Par chance, il portait un complet vert olive sombre, songea-t-il en se dirigeant vers la droite. Il comptait tout d’abord examiner la camionnette. Il marchait d’un pas normal mais ses yeux ne quittaient pas les fenêtres de la bicoque, espérant à moitié y découvrir un visage puis, à la réflexion, ravi que personne ne se manifeste.
Il estima que le fourgon Ford devait avoir cinq ou six ans. Quelques petits gnons sur la carrosserie. Le chauffeur s’était garé à reculons. Cela plaçait la porte coulissante près de la maison, le genre de chose qu’un plombier ou un menuisier était susceptible de faire. Ou un individu traînant de force quelqu’un de petite taille. Caruso avançait, la main droite dégagée, le pardessus déboutonné. Savoir dégainer vite, c’était le b-a ba pour tous les flics du monde, et un geste souvent répété devant une glace, même si seul un imbécile faisait feu dans la foulée car en tirant ainsi on ne risquait pas de toucher grand-chose.
Caruso prit son temps. La vitre côté conducteur était descendue.
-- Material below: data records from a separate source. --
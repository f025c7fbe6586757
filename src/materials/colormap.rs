//! Named colormaps for numeric exports.
//!
//! `viridis` and `magma` are 256-entry lookup tables read by nearest lower entry. `Greens`,
//! `terrain` and `gray` are anchor colours over `[0, 1]`, linearly interpolated. Exports
//! quantize a colormap into a fixed number of discrete colours first, so nearby values share a
//! material.

use crate::error::{Result, VoxelCityError};

use super::{
    lut::{MAGMA, VIRIDIS},
    Rgb,
};

type Anchor = (f64, [f64; 3]);

/// ColorBrewer's 9-class Greens, evenly spaced.
static GREENS: [Anchor; 9] = [
    (0.0, [0.9686274509803922, 0.9882352941176471, 0.9607843137254902]),
    (0.125, [0.8980392156862745, 0.9607843137254902, 0.8784313725490196]),
    (0.25, [0.7803921568627451, 0.9137254901960784, 0.7529411764705882]),
    (0.375, [0.6313725490196078, 0.8509803921568627, 0.6078431372549019]),
    (0.5, [0.4549019607843137, 0.7686274509803922, 0.4627450980392157]),
    (0.625, [0.2549019607843137, 0.6705882352941176, 0.36470588235294116]),
    (0.75, [0.13725490196078433, 0.5450980392156862, 0.27058823529411763]),
    (0.875, [0.0, 0.42745098039215684, 0.17254901960784313]),
    (1.0, [0.0, 0.26666666666666666, 0.10588235294117647]),
];

static TERRAIN: [Anchor; 6] = [
    (0.0, [0.2, 0.2, 0.6]),
    (0.15, [0.0, 0.6, 1.0]),
    (0.25, [0.0, 0.8, 0.4]),
    (0.5, [1.0, 1.0, 0.6]),
    (0.75, [0.5, 0.36, 0.33]),
    (1.0, [1.0, 1.0, 1.0]),
];

static GRAY: [Anchor; 2] = [(0.0, [0.0, 0.0, 0.0]), (1.0, [1.0, 1.0, 1.0])];

/// Names accepted by [`Colormap::by_name`].
pub const COLORMAP_NAMES: [&str; 5] = ["viridis", "magma", "Greens", "terrain", "gray"];

#[derive(Debug, Clone, Copy, PartialEq)]
enum Ramp {
    Listed(&'static [[f64; 3]]),
    Segmented(&'static [Anchor]),
}

/// A continuous colormap over `[0, 1]`.
#[derive(Debug, Clone, Copy, PartialEq)]
pub struct Colormap {
    pub name: &'static str,
    ramp: Ramp,
}

impl Colormap {
    /// Looks up a colormap by name.
    ///
    /// # Returns
    /// The colormap, or `InvalidMaterialTable` if the name is not recognized.
    pub fn by_name(name: &str) -> Result<Self> {
        let (name, ramp) = match name {
            "viridis" => ("viridis", Ramp::Listed(&VIRIDIS)),
            "magma" => ("magma", Ramp::Listed(&MAGMA)),
            "Greens" | "greens" => ("Greens", Ramp::Segmented(&GREENS)),
            "terrain" => ("terrain", Ramp::Segmented(&TERRAIN)),
            "gray" | "grey" => ("gray", Ramp::Segmented(&GRAY)),
            _ => {
                return Err(VoxelCityError::invalid_material_table(format!(
                    "colormap '{name}' is not recognized, expected one of {COLORMAP_NAMES:?}"
                )))
            }
        };
        Ok(Colormap { name, ramp })
    }

    /// Colour at `x`, clamped to `[0, 1]`.
    pub fn sample(&self, x: f64) -> [f64; 3] {
        let x = x.clamp(0.0, 1.0);
        match self.ramp {
            Ramp::Listed(table) => {
                let last = table.len() - 1;
                table[((x * table.len() as f64) as usize).min(last)]
            }
            Ramp::Segmented(anchors) => interpolate(anchors, x),
        }
    }

    /// Quantizes the colormap into `count` colours sampled evenly over `[0, 1]`.
    pub fn discretize(&self, count: usize) -> Result<DiscreteColormap> {
        if count == 0 {
            return Err(VoxelCityError::invalid_parameter(
                "num_colors",
                0.0,
                "must be at least 1",
            ));
        }
        // `i * step`, with the last position pinned to 1
        let step = if count == 1 {
            0.0
        } else {
            1.0 / (count - 1) as f64
        };
        let colors = (0..count)
            .map(|i| {
                let x = if count > 1 && i == count - 1 {
                    1.0
                } else {
                    i as f64 * step
                };
                self.sample(x)
            })
            .collect();
        Ok(DiscreteColormap { colors })
    }
}

fn interpolate(anchors: &[Anchor], x: f64) -> [f64; 3] {
    let upper = anchors
        .iter()
        .position(|(at, _)| *at >= x)
        .unwrap_or(anchors.len() - 1);
    if upper == 0 {
        return anchors[0].1;
    }
    let (x0, c0) = anchors[upper - 1];
    let (x1, c1) = anchors[upper];
    let t = if x1 > x0 { (x - x0) / (x1 - x0) } else { 0.0 };
    [
        c0[0] + (c1[0] - c0[0]) * t,
        c0[1] + (c1[1] - c0[1]) * t,
        c0[2] + (c1[2] - c0[2]) * t,
    ]
}

/// A colormap reduced to a fixed set of colours.
#[derive(Debug, Clone, PartialEq)]
pub struct DiscreteColormap {
    colors: Vec<[f64; 3]>,
}

impl DiscreteColormap {
    pub fn len(&self) -> usize {
        self.colors.len()
    }

    pub fn is_empty(&self) -> bool {
        self.colors.is_empty()
    }

    /// The 8-bit colour of the bin containing `x`, with `x` clamped to `[0, 1]`.
    ///
    /// Channels are truncated, not rounded, when scaled to 0..=255.
    pub fn color(&self, x: f64) -> Rgb {
        let n = self.colors.len();
        let bin = ((x.clamp(0.0, 1.0) * n as f64) as usize).min(n - 1);
        let [r, g, b] = self.colors[bin];
        Rgb::new((r * 255.0) as u8, (g * 255.0) as u8, (b * 255.0) as u8)
    }
}
//! # Voxels
//!
//! This module turns independently-sourced 2D raster layers into a semantic 3D voxel grid.
//!
//! ## Architecture
//!
//! * **Layers**: Holds the 2D input grids and aligns them to one orientation and shape
//! * **Voxel Code**: Defines the integer codes a voxel can hold
//! * **Grid**: Dense storage of the composited voxels, one contiguous slice per column
//! * **Compositor**: Synthesizes each column's vertical stack from the aligned layers, or one grid
//!   per component plus a layered stack of them
//!
//! ## Data Flow
//!
//! 1. Raw layers are normalized (flip, NaN substitution, land-cover offset, elevation re-base)
//! 2. The compositor derives a single grid height and fills every column
//! 3. The resulting grid is handed to meshing or to downstream analysis as-is

pub mod compositor;
pub mod grid;
pub mod layers;
pub mod voxel_code;
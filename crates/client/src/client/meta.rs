//! Languages, bundles and server version.

use localemgmt_core::auth::Profile;
use reqwest::Method;
use serde::{Deserialize, Serialize};

use super::LocaleClient;
use crate::error::Result;

/// Server version and the profile of the session, if any.
#[derive(Debug, Serialize, Deserialize)]
pub struct VersionInfo {
    pub version: String,
    pub user: Option<Profile>,
}

impl LocaleClient {
    /// Distinct languages in use.
    pub async fn list_langs(&self) -> Result<Vec<String>> {
        let response = self.request(Method::GET, "/api/langs").send().await?;
        self.handle_response(response).await
    }

    /// Distinct bundles in use.
    pub async fn list_bundles(&self) -> Result<Vec<String>> {
        let response = self.request(Method::GET, "/api/bundles").send().await?;
        self.handle_response(response).await
    }

    pub async fn version(&self) -> Result<VersionInfo> {
        let response = self.request(Method::GET, "/version").send().await?;
        self.handle_response(response).await
    }
}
L’intérieur du fourgon était presque entièrement vide : tôles latérales et plancher nus, cric et roue de secours… et un gros rouleau de ruban adhésif…
Il y en avait pas mal un peu partout. L’extrémité du rouleau était rabattue et repliée, comme pour permettre d’en dérouler un morceau sans avoir besoin de le décoller avec les ongles. Beaucoup de gens faisaient pareil, là aussi. Il y avait, enfin, un bout de tapis, coincé – pas collé, remarqua-t-il – sur le plancher, juste derrière le siège de droite… et n’était-ce pas un bout de Scotch qui pendait, accroché au cadre métallique du fauteuil ? Qu’est-ce que cela pouvait bien signifier ?
Pourquoi à cet endroit ? se demanda Caruso, mais soudain il ressentit des picotements sur les avant-bras. Une première chez lui. Il n’avait jamais encore procédé lui-même à une interpellation, n’avait jamais encore participé à une affaire criminelle importante, du moins pas à une qui ait débouché. Il avait travaillé sur des évasions à Newark, brièvement, et procédé au total à trois arrestations, toujours sous les ordres d’un collègue plus expérimenté. Il avait plus d’expérience aujourd’hui, était un poil plus aguerri… Mais pas tant que ça, se remémora-t-il. Il tourna la tête vers la maison. Son esprit phosphorait maintenant à plein régime. Quels éléments avait-il en fait ? Pas grand-chose. Il avait jeté un œil à l’intérieur d’une banale camionnette sans vraiment d’indices concrets, juste un bahut vide avec un rouleau de ruban adhésif et un bout de tapis posés sur le plancher métallique.
N’empêche…
Le jeune agent sortit de sa poche le mobile et pressa sur la touche mémoire du bureau.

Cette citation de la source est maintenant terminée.